→ ASSIGNED TASK:
The lines from the start of the records below through the line containing "register redefinition assumptions." are to be copied exactly, both ends included, with nothing added.

Dataset entries
+===+
use alloc::vec::Vec;

/// Runtime options consulted while relocating.
///
/// The host builds one of these per load and exposes it through
/// [`RelocationRuntime::options`](crate::RelocationRuntime::options).
///
/// # Examples
/// ```
/// use aot_relo::RelocationOptions;
///
/// let options = RelocationOptions::new()
///     .hcr_enabled(true)
///     .disable_inline_site(3);
/// assert!(options.is_inline_site_disabled(3));
/// ```
#[derive(Debug, Clone)]
pub struct RelocationOptions {
    pub(crate) hcr_enabled: bool,
    pub(crate) disable_ch_opts: bool,
    pub(crate) stress_trampolines: bool,
    pub(crate) disabled_inline_sites: Vec<usize>,
    pub(crate) debug_counters: bool,
    pub(crate) symbol_validation: bool,
    pub(crate) method_trampolines: bool,
}

impl Default for RelocationOptions {
    fn default() -> Self {
        Self::new()
    }
}

impl RelocationOptions {
    pub const fn new() -> Self {
        Self {
            hcr_enabled: false,
            disable_ch_opts: false,
            stress_trampolines: false,
            disabled_inline_sites: Vec::new(),
            debug_counters: true,
            symbol_validation: true,
            method_trampolines: false,
        }
    }

    /// Whether classes may be redefined at runtime (hot code replace).
    /// Guards and class pointers then register redefinition assumptions.
    pub fn hcr_enabled(mut self, enabled: bool) -> Self {
        self.hcr_enabled = enabled;
        self
    }

    /// Disables class-hierarchy based optimisations; every inlined method
    /// guard is invalidated.
    pub fn disable_ch_opts(mut self, disable: bool) -> Self {
        self.disable_ch_opts = disable;
        self
    }

    /// Routes every helper call through a trampoline.
    pub fn stress_trampolines(mut self, stress: bool) -> Self {
        self.stress_trampolines = stress;
        self
    }

    /// Forces validation of the given inlined site to fail.
    pub fn disable_inline_site(mut self, index: usize) -> Self {
        if let Err(pos) = self.disabled_inline_sites.binary_search(&index) {
            self.disabled_inline_sites.insert(pos, index);
        }
        self
    }

    pub fn debug_counters(mut self, enabled: bool) -> Self {
        self.debug_counters = enabled;
        self
    }

    /// Whether the code was compiled with the symbol validation manager.
    pub fn symbol_validation(mut self, enabled: bool) -> Self {
        self.symbol_validation = enabled;
        self
    }

    /// Whether the target reaches resolved methods through trampolines.
    pub fn method_trampolines(mut self, enabled: bool) -> Self {
        self.method_trampolines = enabled;
        self
    }

    #[inline]
    pub fn is_hcr_enabled(&self) -> bool {
        self.hcr_enabled
    }

    #[inline]
    pub fn is_ch_opts_disabled(&self) -> bool {
        self.disable_ch_opts
    }

    #[inline]
    pub fn is_stress_trampolines(&self) -> bool {
        self.stress_trampolines
    }

    #[inline]
    pub fn is_inline_site_disabled(&self, index: usize) -> bool {
        self.disabled_inline_sites.binary_search(&index).is_ok()
    }

    #[inline]
    pub fn is_debug_counters_enabled(&self) -> bool {
        self.debug_counters
    }

    #[inline]
    pub fn is_symbol_validation_enabled(&self) -> bool {
        self.symbol_validation
    }

    #[inline]
    pub fn is_method_trampolines_enabled(&self) -> bool {
        self.method_trampolines
    }
}
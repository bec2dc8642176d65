//! The host services consulted while relocating.
//!
//! The relocation core never inspects the managed runtime's object model.
//! Classes, methods and class loaders are opaque handles, and every question
//! about them is a narrow query on [`RelocationRuntime`].

mod stats;

use crate::{RelocationOptions, Result};
use alloc::string::String;

pub use stats::{AotStats, ValidationCounts};

macro_rules! opaque_handle {
    ($(#[$meta:meta])* $name:ident) => {
        $(#[$meta])*
        #[repr(transparent)]
        #[derive(Debug, Clone, Copy, PartialEq, Eq, Hash, PartialOrd, Ord)]
        pub struct $name(pub u64);

        impl $name {
            /// The raw handle value.
            #[inline]
            pub const fn raw(self) -> u64 {
                self.0
            }
        }
    };
}

opaque_handle!(
    /// A loaded class.
    OpaqueClass
);
opaque_handle!(
    /// A loaded method.
    OpaqueMethod
);
opaque_handle!(
    /// A class loader.
    OpaqueClassLoader
);
opaque_handle!(
    /// An offset into the shared class cache (class chains, ROM classes,
    /// ROM methods, debug counter names).
    CacheOffset
);

/// The method currently associated with an inlined call site.
#[derive(Debug, Clone, Copy, PartialEq, Eq)]
pub enum SiteMethod {
    /// The site has not been validated yet, or its validation failed.
    Inactive,
    /// The inlined method's class has been unloaded.
    Unloaded,
    Method(OpaqueMethod),
}

impl SiteMethod {
    #[inline]
    pub fn method(self) -> Option<OpaqueMethod> {
        match self {
            SiteMethod::Method(method) => Some(method),
            _ => None,
        }
    }

    #[inline]
    pub fn is_inactive(self) -> bool {
        matches!(self, SiteMethod::Inactive)
    }
}

/// One entry of the compiled body's inlined call site table.
#[derive(Debug, Clone, Copy, PartialEq, Eq)]
pub struct InlinedSite {
    pub method: SiteMethod,
    /// Index of the calling site, `None` for the outermost method.
    pub caller: Option<usize>,
}

/// The JVM dispatch rule used to resolve a method reference.
#[derive(Debug, Clone, Copy, PartialEq, Eq)]
pub enum MethodDispatch {
    Static,
    Special,
    /// Resolves to `None` when the method is overridden.
    Virtual,
    /// Resolves to the single implementer, `None` if there is more than one.
    Interface,
    /// Resolves to the single implementer of an abstract method.
    Abstract,
}

/// A three-valued answer.
#[derive(Debug, Clone, Copy, PartialEq, Eq)]
pub enum YesNoMaybe {
    Yes,
    No,
    Maybe,
}

impl YesNoMaybe {
    pub(crate) fn from_u8(value: u8) -> Self {
        match value {
            0 => YesNoMaybe::No,
            1 => YesNoMaybe::Yes,
            _ => YesNoMaybe::Maybe,
        }
    }
}

/// Outcome of a thunk lookup.
#[derive(Debug, Clone, Copy, PartialEq, Eq)]
pub enum ThunkLookup {
    Found(u64),
    /// A thunk exists but there is no room to install it.
    CacheFull,
    Missing,
}

/// Queries answered with a class.
#[derive(Debug, Clone, Copy, PartialEq, Eq)]
pub enum ClassQuery {
    /// Resolve the class entry `cp_index` of the constant pool at `cp`.
    FromCp { cp: u64, cp_index: u32 },
    /// The class that defines the field referenced by `cp_index`.
    DefiningFromCp { cp: u64, cp_index: u32, is_static: bool },
    /// The class of the static field referenced by `cp_index`.
    StaticFromCp { cp: u64, cp_index: u32 },
    /// The interface class of the method reference `cp_index`.
    FromITableIndexCp { cp: u64, cp_index: u32 },
    /// The declaring class of the field or static referenced by `cp_index`.
    DeclaringFromFieldOrStatic { cp: u64, cp_index: i32 },
    /// The class named by a ROM class, as seen from a constant pool.
    ByName { cp: u64, rom_class: CacheOffset },
    /// The class named by a ROM class in the system class loader.
    SystemByName { rom_class: CacheOffset },
    /// The class named by a ROM class in a class loader.
    InLoader { loader: OpaqueClassLoader, rom_class: CacheOffset },
    /// The class identified by a class chain in a class loader.
    FromChain { loader: OpaqueClassLoader, chain: CacheOffset },
    ComponentOf(OpaqueClass),
    ArrayOf(OpaqueClass),
    SuperOf(OpaqueClass),
    /// The `Class` class of an object class.
    ClassClassOf(OpaqueClass),
    /// The single concrete subclass of a class.
    ConcreteSubclassOf(OpaqueClass),
    /// A primitive array class from the VM's well-known table.
    ArrayFromJavaVm { index: i32 },
}

/// Queries answered with a method.
#[derive(Debug, Clone, Copy, PartialEq, Eq)]
pub enum MethodQuery {
    /// Resolve the method reference `cp_index` with the given dispatch rule.
    /// `caller` is the method the reference appears in.
    FromCp {
        cp: u64,
        cp_index: u32,
        dispatch: MethodDispatch,
        caller: Option<OpaqueMethod>,
    },
    InterfaceFromCp { cp: u64, lookup: OpaqueClass, cp_index: u32 },
    ImproperInterfaceFromCp { cp: u64, cp_index: u32 },
    VirtualFromOffset { class: OpaqueClass, offset: i32, ignore_rt_resolve: bool },
    ByName { cp: u64, rom_class: CacheOffset, rom_method: CacheOffset },
    /// The `index`-th method of a class.
    FromClass { class: OpaqueClass, index: u32 },
    FromClassAndSignature { class: OpaqueClass, beholder: OpaqueClass, rom_method: CacheOffset },
    /// The method in vtable slot `slot` of a class.
    VTableSlot { class: OpaqueClass, slot: u64 },
    SingleImplementer {
        this_class: OpaqueClass,
        cp_index_or_slot: i32,
        caller: OpaqueMethod,
        use_resolved_interface_method: YesNoMaybe,
    },
    SingleInterfaceImplementer { this_class: OpaqueClass, cp_index: i32, caller: OpaqueMethod },
    SingleAbstractImplementer { this_class: OpaqueClass, vft_slot: i32, caller: OpaqueMethod },
}

/// A fact the loaded code relies on, registered so the host can repatch the
/// code if it stops holding.
///
/// Registration is append-only; the relocation core never removes entries.
#[derive(Debug, Clone, PartialEq, Eq)]
pub enum RuntimeAssumption {
    /// Repatch `location` when `class` is unloaded. `None` stands for any
    /// class unload.
    ClassUnload { class: Option<OpaqueClass>, location: u64 },
    /// Repatch the `size` bytes at `location` holding `value` (a class or
    /// method pointer) when its class is redefined.
    ClassRedefinition { value: u64, location: u64, size: usize, unresolved: bool },
    /// Patch the guard at `location` to `destination` when `class` is
    /// redefined.
    GuardOnClassRedefinition { class: OpaqueClass, location: u64, destination: u64 },
    /// Patch the guard when `method` is overridden.
    GuardOnMethodOverride { method: OpaqueMethod, location: u64, destination: u64 },
    /// Patch the guard when any subclass of `class` gains an implementation.
    GuardOnSubclassExtension { class: OpaqueClass, location: u64, destination: u64 },
    /// A direct JNI call to `method` at `location`.
    JniCallSite { method: OpaqueMethod, location: u64 },
    /// Deactivate inlined site `site` when `class` is unloaded.
    InlinedSiteUnload { class: OpaqueClass, site: usize },
}

/// A debug counter requested by the compiled code.
#[derive(Debug, Clone, PartialEq, Eq)]
pub struct DebugCounter {
    pub name: String,
    /// The inlined site method, when the record names a site.
    pub method: Option<SiteMethod>,
    pub bc_index: i32,
    /// Non-zero for aggregate counters.
    pub delta: i32,
    pub fidelity: u8,
    pub static_delta: i32,
}

impl DebugCounter {
    #[inline]
    pub fn is_aggregate(&self) -> bool {
        self.delta != 0
    }
}

/// Host services for one code body being loaded.
///
/// Methods with defaults describe optional services; a host that does not
/// provide them gets the conservative answer (nothing found, nothing
/// reported).
pub trait RelocationRuntime {
    fn options(&self) -> &RelocationOptions;

    /// Address the code body has been loaded at.
    fn new_code_start(&self) -> u64;

    /// Address the code body started at when it was compiled.
    fn old_code_start(&self) -> u64;

    /// The method being loaded.
    fn method(&self) -> OpaqueMethod;

    /// Constant pool of the method being loaded.
    fn constant_pool(&self) -> u64;

    /// Address of the body info of the method being loaded.
    fn body_info(&self) -> u64;

    fn constant_pool_of(&self, method: OpaqueMethod) -> u64;

    fn constant_pool_of_class(&self, class: OpaqueClass) -> u64;

    fn class_of_method(&self, method: OpaqueMethod) -> OpaqueClass;

    fn class_loader_of(&self, class: OpaqueClass) -> OpaqueClassLoader;

    /// The bootstrap class loader.
    fn system_class_loader(&self) -> OpaqueClassLoader;

    /// Shared-cache address of a class's ROM class.
    fn rom_class_of(&self, class: OpaqueClass) -> u64;

    fn pointer_from_cache_offset(&self, offset: CacheOffset) -> Option<u64>;

    fn inlined_site(&self, index: usize) -> Option<InlinedSite>;

    fn set_inlined_site_method(&mut self, index: usize, method: OpaqueMethod);

    fn lookup_class(&mut self, query: ClassQuery) -> Option<OpaqueClass>;

    fn lookup_method(&mut self, query: MethodQuery) -> Option<OpaqueMethod>;

    /// The class loader that loaded the first class of `chain`.
    fn class_loader_for_chain(&self, chain: CacheOffset) -> Option<OpaqueClassLoader>;

    fn class_matches_cached_version(&self, class: OpaqueClass, chain: CacheOffset) -> bool;

    fn static_field_address(&mut self, cp: u64, cp_index: u32) -> Option<u64>;

    fn helper_address(&self, helper: u32) -> Option<u64>;

    fn register_assumption(&mut self, assumption: RuntimeAssumption) -> Result<()>;

    /// Strips array dimensions from a class.
    fn base_component_class(&self, class: OpaqueClass) -> OpaqueClass {
        class
    }

    /// Signature character of a primitive class.
    fn primitive_type_of(&self, class: OpaqueClass) -> Option<u8> {
        let _ = class;
        None
    }

    fn is_instance_of(
        &self,
        class: OpaqueClass,
        cast: OpaqueClass,
        object_type_is_fixed: bool,
        cast_type_is_fixed: bool,
    ) -> YesNoMaybe {
        let _ = (class, cast, object_type_is_fixed, cast_type_is_fixed);
        YesNoMaybe::Maybe
    }

    fn stack_walker_may_skip_frames(&self, method: OpaqueMethod, class: OpaqueClass) -> bool {
        let _ = (method, class);
        false
    }

    fn is_class_initialized(&self, class: OpaqueClass) -> bool {
        let _ = class;
        false
    }

    /// Whether calls to `method` are traced; tracing defeats inlining.
    fn is_method_traced(&self, method: OpaqueMethod) -> bool {
        let _ = method;
        false
    }

    fn method_enter_reported(&self, method: OpaqueMethod) -> bool {
        let _ = method;
        false
    }

    fn method_exit_reported(&self, method: OpaqueMethod) -> bool {
        let _ = method;
        false
    }

    /// A trampoline that reaches `helper` from `call_site`.
    fn helper_trampoline(&mut self, helper: u32, call_site: u64) -> Option<u64> {
        let _ = (helper, call_site);
        None
    }

    /// Native entry point of a JNI method.
    fn jni_address(&self, method: OpaqueMethod) -> Option<u64> {
        let _ = method;
        None
    }

    fn find_or_create_thunk(&mut self, cp: u64, cp_index: u32) -> ThunkLookup {
        let _ = (cp, cp_index);
        ThunkLookup::Missing
    }

    fn reserve_trampolines(&mut self, count: u32) -> bool {
        let _ = count;
        true
    }

    fn reserve_unresolved_trampoline(&mut self, cp: u64, cp_index: u32) -> bool {
        let _ = (cp, cp_index);
        true
    }

    fn reserve_resolved_trampoline(&mut self, method: OpaqueMethod, call_site: u64) -> bool {
        let _ = (method, call_site);
        true
    }

    /// Address of a runtime global variable.
    fn global_value(&self, index: u64) -> Option<u64> {
        let _ = index;
        None
    }

    /// Instance size the allocator would use for `class`, when the class
    /// can be allocated inline.
    fn inline_allocation_size(&self, class: OpaqueClass) -> Option<u64> {
        let _ = class;
        None
    }

    fn array_copy_helper(&self) -> Option<u64> {
        None
    }

    /// Table-of-contents entry of the array copy helper, on targets that
    /// call through one.
    fn array_copy_toc(&self) -> Option<u64> {
        None
    }

    fn debug_counter_name(&self, offset: CacheOffset) -> Option<String> {
        let _ = offset;
        None
    }

    /// Returns the address the code should bump for `counter`.
    fn find_or_create_debug_counter(&mut self, counter: &DebugCounter) -> Option<u64> {
        let _ = counter;
        None
    }

    /// Base of the block frequency array of the method being loaded.
    fn block_frequency_base(&mut self) -> Option<u64> {
        None
    }

    fn recomp_queued_flag_address(&mut self) -> Option<u64> {
        None
    }

    fn catch_block_counter_address(&mut self) -> Option<u64> {
        None
    }

    /// Records that the class of `method` is materialised at `location`.
    fn add_class_record(&mut self, location: u64, bc_index: i32, method: SiteMethod) {
        let _ = (location, bc_index, method);
    }

    fn stats(&mut self) -> Option<&mut AotStats> {
        None
    }
}
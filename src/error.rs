use alloc::borrow::Cow;
use core::fmt::Display;

/// Status codes reported for a relocation record.
///
/// Every failure surfaced by this crate maps to one of these codes, so a host
/// can log precisely why a load was rejected.
#[derive(Debug, Clone, Copy, PartialEq, Eq, Hash)]
#[repr(i32)]
pub enum RelocationErrorCode {
    Success = 0,
    /// Malformed table, unknown kind or structural inconsistency.
    InvalidRelocation = 1,
    /// A class could not be resolved or did not match its class chain.
    ClassValidationFailure = 2,
    FieldValidationFailure = 3,
    StaticFieldResolutionFailure = 4,
    MethodResolutionFailure = 5,
    HelperNotFound = 6,
    ThunkFailure = 7,
    /// The code cache has no room left for a thunk or trampoline.
    CodeCacheFull = 8,
    TrampolineFailure = 9,
    PicTrampolineFailure = 10,
    SymbolValidationFailure = 11,
    DebugCounterFailure = 12,
    BlockFrequencyFailure = 13,
    RecompQueuedFlagFailure = 14,
    CatchBlockCounterFailure = 15,
    /// A record asked for the compilation to be abandoned.
    CompilationFailed = 16,
}

impl RelocationErrorCode {
    /// The numeric value of the code.
    #[inline]
    pub const fn code(self) -> i32 {
        self as i32
    }

    #[inline]
    pub const fn is_success(self) -> bool {
        matches!(self, RelocationErrorCode::Success)
    }

    pub const fn as_str(self) -> &'static str {
        match self {
            RelocationErrorCode::Success => "success",
            RelocationErrorCode::InvalidRelocation => "invalid relocation",
            RelocationErrorCode::ClassValidationFailure => "class validation failure",
            RelocationErrorCode::FieldValidationFailure => "field validation failure",
            RelocationErrorCode::StaticFieldResolutionFailure => {
                "static field resolution failure"
            }
            RelocationErrorCode::MethodResolutionFailure => "method resolution failure",
            RelocationErrorCode::HelperNotFound => "helper not found",
            RelocationErrorCode::ThunkFailure => "thunk relocation failure",
            RelocationErrorCode::CodeCacheFull => "code cache full",
            RelocationErrorCode::TrampolineFailure => "trampoline reservation failure",
            RelocationErrorCode::PicTrampolineFailure => "pic trampoline reservation failure",
            RelocationErrorCode::SymbolValidationFailure => "symbol validation failure",
            RelocationErrorCode::DebugCounterFailure => "debug counter failure",
            RelocationErrorCode::BlockFrequencyFailure => "block frequency failure",
            RelocationErrorCode::RecompQueuedFlagFailure => "recompilation queued flag failure",
            RelocationErrorCode::CatchBlockCounterFailure => "catch block counter failure",
            RelocationErrorCode::CompilationFailed => "compilation failed",
        }
    }
}

impl Display for RelocationErrorCode {
    fn fmt(&self, f: &mut core::fmt::Formatter<'_>) -> core::fmt::Result {
        f.write_str(self.as_str())
    }
}

/// Error types used throughout the `aot_relo` library.
#[derive(Debug)]
pub enum Error {
    /// The relocation table is malformed.
    ///
    /// This error typically indicates:
    /// * An unknown or unsupported record kind
    /// * A record size that does not span its header, payload and offsets
    /// * An odd number of ordered-pair offsets
    /// * A reference to a symbol validation ID that was never populated
    /// * A patch location outside the code body
    Format {
        /// A descriptive message about the format error.
        msg: Cow<'static, str>,
    },

    /// A record could not be applied.
    Relocation {
        /// The status code describing the failure.
        code: RelocationErrorCode,
        /// A descriptive message about the relocation error.
        msg: Cow<'static, str>,
    },

    /// An error occurred in a user-defined callback or handler.
    Custom {
        /// A descriptive message about the custom error.
        msg: Cow<'static, str>,
    },
}

impl Error {
    /// The status code a host should report for this error.
    pub fn code(&self) -> RelocationErrorCode {
        match self {
            Error::Format { .. } | Error::Custom { .. } => RelocationErrorCode::InvalidRelocation,
            Error::Relocation { code, .. } => *code,
        }
    }
}

impl Display for Error {
    fn fmt(&self, f: &mut core::fmt::Formatter<'_>) -> core::fmt::Result {
        match self {
            Error::Format { msg } => write!(f, "Relocation table format error: {msg}"),
            Error::Relocation { code, msg } => write!(f, "Relocation error ({code}): {msg}"),
            Error::Custom { msg } => write!(f, "Custom error: {msg}"),
        }
    }
}

impl core::error::Error for Error {}

/// Creates a format error with the specified message.
#[cold]
#[inline(never)]
pub(crate) fn format_error(msg: impl Into<Cow<'static, str>>) -> Error {
    Error::Format { msg: msg.into() }
}

/// Creates a relocation error with the specified code and message.
///
/// # Arguments
/// * `code` - The status code of the failure.
/// * `msg` - The error message.
#[cold]
#[inline(never)]
pub(crate) fn relocation_error(
    code: RelocationErrorCode,
    msg: impl Into<Cow<'static, str>>,
) -> Error {
    Error::Relocation {
        code,
        msg: msg.into(),
    }
}

/// Creates a custom error with the specified message.
///
/// This is a convenience function for hosts implementing the collaborator
/// traits.
#[cold]
#[inline(never)]
pub fn custom_error(msg: impl Into<Cow<'static, str>>) -> Error {
    Error::Custom { msg: msg.into() }
}
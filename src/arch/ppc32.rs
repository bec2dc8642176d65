//! 32-bit PowerPC relocation target.
//!
//! Big-endian, 32-bit. Addresses in code are materialised by `lis`/`ori`
//! pairs whose 16-bit immediates are the second halfword of each
//! instruction, which is why ordered-pair offsets point two bytes past the
//! instruction start.

use crate::{
    Result, format_error,
    target::{CodeBuffer, Endian, PointerWidth, RelocationTarget},
};
use alloc::format;

/// Primary opcode bits of the unconditional relative branch `b`.
pub const BRANCH: u32 = 0x4800_0000;
const BRANCH_DISP_MASK: u32 = 0x03ff_fffc;
const BRANCH_RANGE: i64 = 1 << 25;

/// Relocation target for 32-bit PowerPC code bodies.
#[derive(Debug, Clone, Copy, Default)]
pub struct Ppc32Target;

impl RelocationTarget for Ppc32Target {
    #[inline]
    fn endian(&self) -> Endian {
        Endian::Big
    }

    #[inline]
    fn pointer_width(&self) -> PointerWidth {
        PointerWidth::Bits32
    }

    fn patch_virtual_guard(
        &self,
        code: &mut CodeBuffer<'_>,
        location: u64,
        destination: u64,
    ) -> Result<()> {
        let disp = destination.wrapping_sub(location) as i64;
        if !(-BRANCH_RANGE..BRANCH_RANGE).contains(&disp) || disp & 3 != 0 {
            return Err(format_error(format!(
                "guard at {location:#x} cannot branch to {destination:#x}"
            )));
        }
        let insn = BRANCH | (disp as u32 & BRANCH_DISP_MASK);
        code.write(location, &insn.to_be_bytes())
    }

    /// Relative targets are measured from the branch itself.
    #[inline]
    fn eip_base(&self, location: u64) -> u64 {
        location
    }

    fn use_trampoline(&self, helper: u64, call_site: u64) -> bool {
        let disp = helper.wrapping_sub(call_site) as i64;
        !(-BRANCH_RANGE..BRANCH_RANGE).contains(&disp)
    }
}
+===+
→ REPLY:
use alloc::vec::Vec;

/// Runtime options consulted while relocating.
///
/// The host builds one of these per load and exposes it through
/// [`RelocationRuntime::options`](crate::RelocationRuntime::options).
///
/// # Examples
/// ```
/// use aot_relo::RelocationOptions;
///
/// let options = RelocationOptions::new()
///     .hcr_enabled(true)
///     .disable_inline_site(3);
/// assert!(options.is_inline_site_disabled(3));
/// ```
#[derive(Debug, Clone)]
pub struct RelocationOptions {
    pub(crate) hcr_enabled: bool,
    pub(crate) disable_ch_opts: bool,
    pub(crate) stress_trampolines: bool,
    pub(crate) disabled_inline_sites: Vec<usize>,
    pub(crate) debug_counters: bool,
    pub(crate) symbol_validation: bool,
    pub(crate) method_trampolines: bool,
}

impl Default for RelocationOptions {
    fn default() -> Self {
        Self::new()
    }
}

impl RelocationOptions {
    pub const fn new() -> Self {
        Self {
            hcr_enabled: false,
            disable_ch_opts: false,
            stress_trampolines: false,
            disabled_inline_sites: Vec::new(),
            debug_counters: true,
            symbol_validation: true,
            method_trampolines: false,
        }
    }

    /// Whether classes may be redefined at runtime (hot code replace).
    /// Guards and class pointers then register redefinition assumptions.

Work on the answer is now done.